*Records for this task:*

◇ ◇ ◇ ◇ ◇ ◇ ◇

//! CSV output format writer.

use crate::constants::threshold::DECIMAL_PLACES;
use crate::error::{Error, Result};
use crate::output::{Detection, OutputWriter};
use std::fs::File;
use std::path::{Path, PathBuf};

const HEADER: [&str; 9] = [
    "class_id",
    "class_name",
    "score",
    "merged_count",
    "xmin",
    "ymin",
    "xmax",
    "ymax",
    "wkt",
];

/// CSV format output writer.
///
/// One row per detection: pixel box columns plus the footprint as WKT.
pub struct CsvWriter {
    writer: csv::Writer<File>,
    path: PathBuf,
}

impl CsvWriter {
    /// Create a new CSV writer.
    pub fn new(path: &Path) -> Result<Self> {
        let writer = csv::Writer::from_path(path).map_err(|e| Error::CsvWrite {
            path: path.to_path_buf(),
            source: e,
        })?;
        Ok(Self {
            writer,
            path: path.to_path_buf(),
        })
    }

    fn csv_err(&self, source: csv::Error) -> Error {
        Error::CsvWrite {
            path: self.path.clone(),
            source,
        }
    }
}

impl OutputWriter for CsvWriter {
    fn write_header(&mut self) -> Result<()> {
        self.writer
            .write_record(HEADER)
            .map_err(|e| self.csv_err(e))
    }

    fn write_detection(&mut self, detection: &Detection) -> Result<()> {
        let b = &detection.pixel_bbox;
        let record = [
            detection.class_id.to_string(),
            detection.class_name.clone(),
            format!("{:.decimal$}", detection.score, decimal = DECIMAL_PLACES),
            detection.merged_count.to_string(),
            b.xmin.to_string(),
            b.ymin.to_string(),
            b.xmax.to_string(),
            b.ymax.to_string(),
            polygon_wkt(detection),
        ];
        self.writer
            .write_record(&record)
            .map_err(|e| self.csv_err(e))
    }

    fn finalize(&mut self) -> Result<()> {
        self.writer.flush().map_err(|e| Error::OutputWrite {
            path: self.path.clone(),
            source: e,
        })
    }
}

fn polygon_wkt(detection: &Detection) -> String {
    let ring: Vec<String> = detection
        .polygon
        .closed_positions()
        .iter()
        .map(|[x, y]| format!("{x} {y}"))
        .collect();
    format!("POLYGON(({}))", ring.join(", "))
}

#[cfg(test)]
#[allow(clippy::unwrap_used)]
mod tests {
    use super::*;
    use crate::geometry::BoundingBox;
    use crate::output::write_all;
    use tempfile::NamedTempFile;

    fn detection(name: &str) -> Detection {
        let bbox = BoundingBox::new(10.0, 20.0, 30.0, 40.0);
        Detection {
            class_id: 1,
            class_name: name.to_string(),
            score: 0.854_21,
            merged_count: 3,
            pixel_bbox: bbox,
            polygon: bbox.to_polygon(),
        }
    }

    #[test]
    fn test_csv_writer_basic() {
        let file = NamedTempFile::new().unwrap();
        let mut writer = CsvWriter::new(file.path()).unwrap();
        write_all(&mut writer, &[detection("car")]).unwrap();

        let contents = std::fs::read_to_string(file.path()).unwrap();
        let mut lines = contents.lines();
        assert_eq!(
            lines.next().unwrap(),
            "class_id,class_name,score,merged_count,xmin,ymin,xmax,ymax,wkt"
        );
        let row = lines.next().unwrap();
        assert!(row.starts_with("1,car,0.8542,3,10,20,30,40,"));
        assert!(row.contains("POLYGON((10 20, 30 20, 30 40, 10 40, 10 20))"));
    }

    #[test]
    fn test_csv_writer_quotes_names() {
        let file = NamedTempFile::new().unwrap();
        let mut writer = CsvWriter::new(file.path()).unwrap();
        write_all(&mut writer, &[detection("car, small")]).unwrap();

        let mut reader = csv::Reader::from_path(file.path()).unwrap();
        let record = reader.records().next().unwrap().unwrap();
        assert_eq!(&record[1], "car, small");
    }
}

◇ ◇ ◇ ◇ ◇ ◇ ◇

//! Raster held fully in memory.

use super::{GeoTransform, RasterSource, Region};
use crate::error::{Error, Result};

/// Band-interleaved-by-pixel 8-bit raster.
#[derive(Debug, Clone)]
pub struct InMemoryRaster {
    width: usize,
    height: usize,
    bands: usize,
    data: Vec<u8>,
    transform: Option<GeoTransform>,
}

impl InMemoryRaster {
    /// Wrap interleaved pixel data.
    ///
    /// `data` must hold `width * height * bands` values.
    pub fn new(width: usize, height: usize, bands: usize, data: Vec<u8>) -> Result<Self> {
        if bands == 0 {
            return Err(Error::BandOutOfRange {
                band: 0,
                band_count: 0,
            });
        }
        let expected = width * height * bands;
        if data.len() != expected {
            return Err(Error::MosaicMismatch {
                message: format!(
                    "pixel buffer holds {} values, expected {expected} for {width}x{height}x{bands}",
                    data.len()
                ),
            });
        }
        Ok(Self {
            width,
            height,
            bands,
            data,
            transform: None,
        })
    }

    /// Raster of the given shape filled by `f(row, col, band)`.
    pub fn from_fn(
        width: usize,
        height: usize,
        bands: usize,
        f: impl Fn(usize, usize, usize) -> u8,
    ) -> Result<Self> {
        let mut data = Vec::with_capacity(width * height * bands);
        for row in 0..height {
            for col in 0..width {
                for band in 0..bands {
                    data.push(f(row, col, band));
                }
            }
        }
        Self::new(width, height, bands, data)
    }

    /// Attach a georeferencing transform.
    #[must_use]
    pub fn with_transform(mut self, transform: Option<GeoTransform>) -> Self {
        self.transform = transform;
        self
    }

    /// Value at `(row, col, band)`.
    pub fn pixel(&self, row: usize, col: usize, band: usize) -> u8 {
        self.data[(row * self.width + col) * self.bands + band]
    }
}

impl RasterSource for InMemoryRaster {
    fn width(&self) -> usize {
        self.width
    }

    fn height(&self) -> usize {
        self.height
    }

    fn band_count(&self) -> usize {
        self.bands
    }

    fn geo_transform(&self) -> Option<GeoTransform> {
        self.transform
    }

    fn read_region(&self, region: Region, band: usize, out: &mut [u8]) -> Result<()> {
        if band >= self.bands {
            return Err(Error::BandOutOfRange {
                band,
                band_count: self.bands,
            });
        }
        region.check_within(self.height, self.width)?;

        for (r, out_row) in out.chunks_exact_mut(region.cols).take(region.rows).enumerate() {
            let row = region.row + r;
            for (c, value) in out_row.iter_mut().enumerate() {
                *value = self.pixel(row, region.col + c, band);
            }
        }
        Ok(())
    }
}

◇ ◇ ◇ ◇ ◇ ◇ ◇

*What to work on:* All lines of the entries above where "ymax" turns up should be reported.

*Your solution:*
    "ymax",
            b.ymax.to_string(),
            "class_id,class_name,score,merged_count,xmin,ymin,xmax,ymax,wkt"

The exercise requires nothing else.